首次對1例COVID-19死亡患者的尸檢樣本進行病理學檢查顯示,患者心肌間質中有單核細胞炎性浸潤,但并未對心臟組織造成實質性損傷[26],表明COVID-19可能引起心肌炎。一項分析危重癥COVID-19患者心肌損傷臨床特點的研究發現,患者心肌肌鈣蛋白I(cTnI)、肌酸激酶(CK)、α羥丁酸脫氫酶(α-HBDB)和乳酸脫氫酶(LDH)均有不同程度升高[27]。兒童COVID-19也存在心肌損傷[28]。《兒童新型冠狀病毒感染診斷、治療和預防專家共識(第二版)》[29]指出,心肌酶、LDH水平進行性升高提示COVID-19患兒病情加重或惡化,部分患兒可見肌鈣蛋白水平升高。INCIARDI等[30]報道了1例53歲的意大利女性COVID-19患者發生急性心肌炎,但患者無呼吸道體征及感染癥狀,實驗室檢查指標及心臟磁共振成像檢查均提示嚴重左心室功能障礙和急性心肌炎。可見COVID-19無癥狀患者也可能發生心臟損傷。
3.3 心肌梗死 心臟血管壁中的周細胞在SARS-CoV-2感染期間發生局部微血管炎癥[7],引起嚴重微血管功能障礙,導致非梗阻性冠狀動脈心肌梗死,這就解釋了近期關于COVID-19患者發生心肌梗死的臨床報道[31]。此外,細胞因子風暴可促進內皮功能障礙[32]。
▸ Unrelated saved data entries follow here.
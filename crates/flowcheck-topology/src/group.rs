//! Forwarding group entities and their facet checks.

use crate::Report;

/// Live counters a switch reported for one group.
#[derive(Debug, Clone, Copy, Default, PartialEq, Eq)]
pub struct GroupObservation {
    pub packets: Option<u64>,
    pub bytes: Option<u64>,
}

/// A forwarding group, keyed by group id within its switch.
///
/// The four facets are populated independently as sources arrive:
/// controller config inventory, controller operational inventory, the
/// forwarding-manager mirror, and the switch's own CLI. `calculated`
/// is set when a computed path/tree references the group.
#[derive(Debug, Clone, Default, PartialEq, Eq)]
pub struct Group {
    pub id: u32,
    pub config: bool,
    pub operational: bool,
    pub fm: bool,
    pub live: Option<GroupObservation>,
    pub calculated: bool,
}

impl Group {
    pub fn new(id: u32) -> Self {
        Group {
            id,
            ..Default::default()
        }
    }

    pub fn record_config(&mut self) {
        self.config = true;
    }

    pub fn record_operational(&mut self) {
        self.operational = true;
    }

    pub fn record_fm(&mut self) {
        self.fm = true;
    }

    pub fn record_live(&mut self, observation: GroupObservation) {
        self.live = Some(observation);
    }

    pub fn mark_calculated(&mut self) {
        self.calculated = true;
    }

    /// True when some source expects this group to exist: a computed
    /// reference or a config inventory entry.
    pub fn expected(&self) -> bool {
        self.calculated || self.config
    }

    /// Checks facet presence against what the group's status demands.
    pub fn check(&self, check_stats: bool, switch: &str, report: &mut Report) -> bool {
        report.note_checked();
        let subject = format!("{switch} group {}", self.id);
        let mut ok = true;

        if !self.expected() {
            let mut seen = Vec::new();
            if self.operational {
                seen.push("operational inventory");
            }
            if self.fm {
                seen.push("flow manager");
            }
            if self.live.is_some() {
                seen.push("switch");
            }
            if !seen.is_empty() {
                report.fail(
                    &subject,
                    format!("not configured or calculated but found in {}", seen.join(", ")),
                );
                ok = false;
            }
            return ok;
        }

        if self.calculated && !self.config {
            report.fail(&subject, "calculated but not found in config inventory");
            ok = false;
        }
        if !self.operational {
            report.fail(&subject, "not found in operational inventory");
            ok = false;
        }
        if self.calculated && !self.fm {
            report.fail(&subject, "not found in flow manager");
            ok = false;
        }
        match self.live {
            None => {
                report.fail(&subject, "not found in switch");
                ok = false;
            }
            Some(observation) if check_stats => {
                if observation.packets.is_none() || observation.bytes.is_none() {
                    report.fail(&subject, "switch did not report packet and byte counters");
                    ok = false;
                }
            }
            Some(_) => {}
        }

        ok
    }
}

#[cfg(test)]
mod tests {
    use super::*;

    fn fully_present() -> Group {
        let mut group = Group::new(2);
        group.record_config();
        group.record_operational();
        group.record_fm();
        group.record_live(GroupObservation {
            packets: Some(10),
            bytes: Some(1000),
        });
        group.mark_calculated();
        group
    }

    #[test]
    fn test_fully_present_group_passes() {
        let mut report = Report::new();
        assert!(fully_present().check(true, "switch s1", &mut report));
        assert!(report.passed());
    }

    #[test]
    fn test_configured_group_missing_from_switch_fails() {
        let mut group = Group::new(2);
        group.record_config();
        group.record_operational();

        let mut report = Report::new();
        assert!(!group.check(false, "switch s1", &mut report));
        assert_eq!(report.findings().len(), 1);
        assert!(report.findings()[0].detail.contains("switch"));
    }

    #[test]
    fn test_calculated_group_requires_fm_and_config() {
        let mut group = Group::new(7);
        group.mark_calculated();
        group.record_operational();
        group.record_live(GroupObservation::default());

        let mut report = Report::new();
        assert!(!group.check(false, "switch s1", &mut report));
        let details: Vec<_> = report.findings().iter().map(|f| f.detail.as_str()).collect();
        assert!(details.iter().any(|d| d.contains("config inventory")));
        assert!(details.iter().any(|d| d.contains("flow manager")));
    }

    #[test]
    fn test_config_only_group_does_not_require_fm() {
        let mut group = Group::new(3);
        group.record_config();
        group.record_operational();
        group.record_live(GroupObservation::default());

        let mut report = Report::new();
        assert!(group.check(false, "switch s1", &mut report));
    }

    #[test]
    fn test_orphan_group_fails() {
        let mut group = Group::new(9);
        group.record_live(GroupObservation::default());

        let mut report = Report::new();
        assert!(!group.check(false, "switch s1", &mut report));
        assert!(report.findings()[0]
            .detail
            .contains("not configured or calculated"));
    }

    #[test]
    fn test_stats_check_requires_counters() {
        let mut group = fully_present();
        group.record_live(GroupObservation {
            packets: Some(10),
            bytes: None,
        });

        let mut report = Report::new();
        assert!(group.check(false, "switch s1", &mut report));
        assert!(!group.check(true, "switch s1", &mut report));
    }
}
研究表明,SARS-CoV-2可能通過全身炎性反應、細胞因子風暴及免疫細胞極化向更不穩定表型發生特定變化,從而導致心肌損傷、內皮功能障礙、微血管功能障礙、斑塊不穩定和心肌梗死[5]。首次COVID-19相關的心肌受累的報告是武漢對41例COVID-19確診患者的研究,其中5例(12%)高敏肌鈣蛋白I>28 ng/L,且7%~17%的輕癥COVID-19患者和22%~31%的重癥COVID-19患者可能會出現肌鈣蛋白水平升高[11]。意大利一項針對28例因急性ST段抬高型心肌梗死(STEMI)行急診冠狀動脈造影術的COVID-19患者研究表明,STEMI可能是COVID-19的首發癥狀,同時也指出1型心肌梗死可通過冠狀動脈造影術識別罪犯血管,而約40%的合并STEMI的COVID-19患者考慮為2型心肌梗死或心肌炎所致,這種情況下不應完全采用溶栓治療,因為此類患者尚無需再灌注治療[33]。
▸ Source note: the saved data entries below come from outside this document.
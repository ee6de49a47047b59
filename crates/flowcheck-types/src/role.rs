//! OpenFlow channel roles and cluster member ordinals.

use crate::ParseError;
use std::fmt;
use std::str::FromStr;

/// Role a controller holds on a switch's OpenFlow channel.
///
/// Parsing is case-insensitive and total: tokens outside the three
/// OpenFlow roles are preserved in [`MastershipRole::Other`] so a
/// misbehaving device still reports what it actually said.
#[derive(Debug, Clone, PartialEq, Eq, Hash)]
pub enum MastershipRole {
    Master,
    Slave,
    Equal,
    Other(String),
}

impl MastershipRole {
    pub fn is_master(&self) -> bool {
        matches!(self, MastershipRole::Master)
    }
}

impl From<&str> for MastershipRole {
    fn from(s: &str) -> Self {
        match s.trim().to_ascii_lowercase().as_str() {
            "master" => MastershipRole::Master,
            "slave" => MastershipRole::Slave,
            "equal" => MastershipRole::Equal,
            other => MastershipRole::Other(other.to_string()),
        }
    }
}

impl FromStr for MastershipRole {
    type Err = std::convert::Infallible;

    fn from_str(s: &str) -> Result<Self, Self::Err> {
        Ok(MastershipRole::from(s))
    }
}

impl fmt::Display for MastershipRole {
    fn fmt(&self, f: &mut fmt::Formatter<'_>) -> fmt::Result {
        match self {
            MastershipRole::Master => write!(f, "master"),
            MastershipRole::Slave => write!(f, "slave"),
            MastershipRole::Equal => write!(f, "equal"),
            MastershipRole::Other(s) => write!(f, "{s}"),
        }
    }
}

/// 1-based ordinal of a controller inside its cluster.
///
/// Entity-owner strings carry it as `member-<N>`; the first `member-`
/// occurrence is taken wherever it sits in the string.
#[derive(Debug, Clone, Copy, PartialEq, Eq, Hash, PartialOrd, Ord)]
pub struct MemberIndex(u32);

impl MemberIndex {
    pub const fn new(ordinal: u32) -> Self {
        MemberIndex(ordinal)
    }

    pub const fn as_u32(&self) -> u32 {
        self.0
    }

    /// Zero-based position into a member-ordered list of `len` entries,
    /// or `None` when the ordinal falls outside `1..=len`.
    pub fn position(&self, len: usize) -> Option<usize> {
        let ordinal = self.0 as usize;
        if (1..=len).contains(&ordinal) {
            Some(ordinal - 1)
        } else {
            None
        }
    }
}

impl fmt::Display for MemberIndex {
    fn fmt(&self, f: &mut fmt::Formatter<'_>) -> fmt::Result {
        write!(f, "member-{}", self.0)
    }
}

impl FromStr for MemberIndex {
    type Err = ParseError;

    fn from_str(s: &str) -> Result<Self, Self::Err> {
        const MARKER: &str = "member-";

        let lower = s.to_ascii_lowercase();
        let start = lower
            .find(MARKER)
            .ok_or_else(|| ParseError::InvalidMemberIndex(s.to_string()))?
            + MARKER.len();
        let digits: String = lower[start..]
            .chars()
            .take_while(|c| c.is_ascii_digit())
            .collect();

        digits
            .parse::<u32>()
            .map(MemberIndex)
            .map_err(|_| ParseError::InvalidMemberIndex(s.to_string()))
    }
}

#[cfg(test)]
mod tests {
    use super::*;
    use pretty_assertions::assert_eq;

    #[test]
    fn test_role_parse_case_insensitive() {
        assert_eq!(MastershipRole::from("MASTER"), MastershipRole::Master);
        assert_eq!(MastershipRole::from("Slave"), MastershipRole::Slave);
        assert_eq!(MastershipRole::from(" equal "), MastershipRole::Equal);
    }

    #[test]
    fn test_role_preserves_unknown_tokens() {
        let role = MastershipRole::from("Standby");
        assert_eq!(role, MastershipRole::Other("standby".to_string()));
        assert!(!role.is_master());
    }

    #[test]
    fn test_role_display() {
        assert_eq!(MastershipRole::Master.to_string(), "master");
        assert_eq!(
            MastershipRole::Other("standby".to_string()).to_string(),
            "standby"
        );
    }

    #[test]
    fn test_member_index_parse() {
        let idx: MemberIndex = "member-2".parse().unwrap();
        assert_eq!(idx.as_u32(), 2);

        let quoted: MemberIndex = "Member-13 (voting)".parse().unwrap();
        assert_eq!(quoted.as_u32(), 13);
    }

    #[test]
    fn test_member_index_parse_invalid() {
        assert!("".parse::<MemberIndex>().is_err());
        assert!("leader".parse::<MemberIndex>().is_err());
        assert!("member-".parse::<MemberIndex>().is_err());
        assert!("member-x".parse::<MemberIndex>().is_err());
    }

    #[test]
    fn test_member_index_position() {
        let idx = MemberIndex::new(2);
        assert_eq!(idx.position(3), Some(1));
        assert_eq!(idx.position(1), None);
        assert_eq!(MemberIndex::new(0).position(3), None);
        assert_eq!(MemberIndex::new(4).position(3), None);
    }
}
3.4 心力衰竭 呼吸困難、乏力是心力衰竭尤其是重癥COVID-19患者的常見癥狀[11]。研究表明,23%的COVID-19患者在首次發病時出現急性心力衰竭[34],而并發心力衰竭可能會增加患者死亡風險[35]。在心力衰竭患者中,約50%無已知的高血壓病史或CVD病史,因此目前尚不清楚心力衰竭是由新發的心肌病所致,還是由于未診斷出的心力衰竭進一步惡化所致[36]。值得注意的是,在合并急性呼吸窘迫綜合征(ARDS)和急性肺損傷的COVID-19患者中,右心衰竭也可能發生[37]。通過分析檢索的COVID-19心臟并發癥的 13 篇[3,11,21,27,34-35,38-44]文獻結果表明,合并 CVD 的COVID-19患者心臟受累發生率更高,院內病死率也較高,詳見表1。
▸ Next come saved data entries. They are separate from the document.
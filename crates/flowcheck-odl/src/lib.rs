//! OpenDaylight RESTCONF data source for flowcheck.
//!
//! Everything the controller cluster can tell us comes through here:
//! topology documents, the config/operational inventories, the
//! forwarding-manager mirror and computed feeds, and the cluster's
//! entity-ownership records.
//!
//! # Responsibilities
//!
//! - [`RestFetch`]: the transport seam (HTTP GET, body or absent)
//! - [`OdlClient`]: URL construction, per-client response cache, JSON
//!   decoding with absent-on-anything semantics
//! - Typed, shape-tolerant extraction of every consumed feed
//!
//! A feed that is unreachable, non-200, empty or malformed yields
//! absent data, logged at debug. Nothing here errors on controller
//! behavior; only client construction can fail.

mod client;
mod feeds;
mod rest;

pub use client::{OdlClient, BASE_TOPOLOGY, SR_TOPOLOGY};
pub use feeds::{
    calculated_flow_refs, calculated_group_refs, FlowEntry, FlowRef, GroupRef, InventoryNode,
    InventoryTable, TopoLink,
};
pub use rest::{HttpRestClient, RestFetch};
表1 COVID-19對心臟影響的不同研究對比Table 1 Comparison of different studies of impact on the heart in COVID-19
COVID-19患者心臟損傷的主要癥狀包括胸痛、心悸、氣促和乏力,與單純COVID-19呼吸道表現相似。已有研究表明,SARS-CoV-2可引起心臟免疫激活和心功能障礙,導致靶組織纖維化和微血管病變,從而對心血管系統造成慢性損傷[45]。因此,建議最初有心臟損傷的COVID-19患者每1~3個月隨訪1次,并詳細記錄患者病史及體格檢查結果,通過12導聯心電圖和多普勒超聲心動圖評估心臟情況。期待今后更多的研究從機制、治療等各方面進行更深入的探索,為COVID-19患者治療提供參考。
作者貢獻:賈碩進行資料/文獻的收集整理,撰寫論文;程功進行審校,并對文章整體負責、監督管理。
本文無利益沖突。
文獻檢索策略:
計算機檢索 PubMed、The Cochrane Library及中國期刊全文數據庫、萬方數據知識服務平臺有關新型冠狀病毒肺炎(COVID-19)患者心臟損傷機制及其表現的相關文獻,檢索時間均為建庫起至2020年5月。中文數據庫以“新型冠狀病毒”“新冠肺炎”“心血管”“心肌”等為主題詞,英文數據 庫以“coronavirus”“SARS-CoV-2”“COVID-19”“cardiovascular”“cardiac”為主題詞,主題詞和自由詞相結合的方式進行檢索。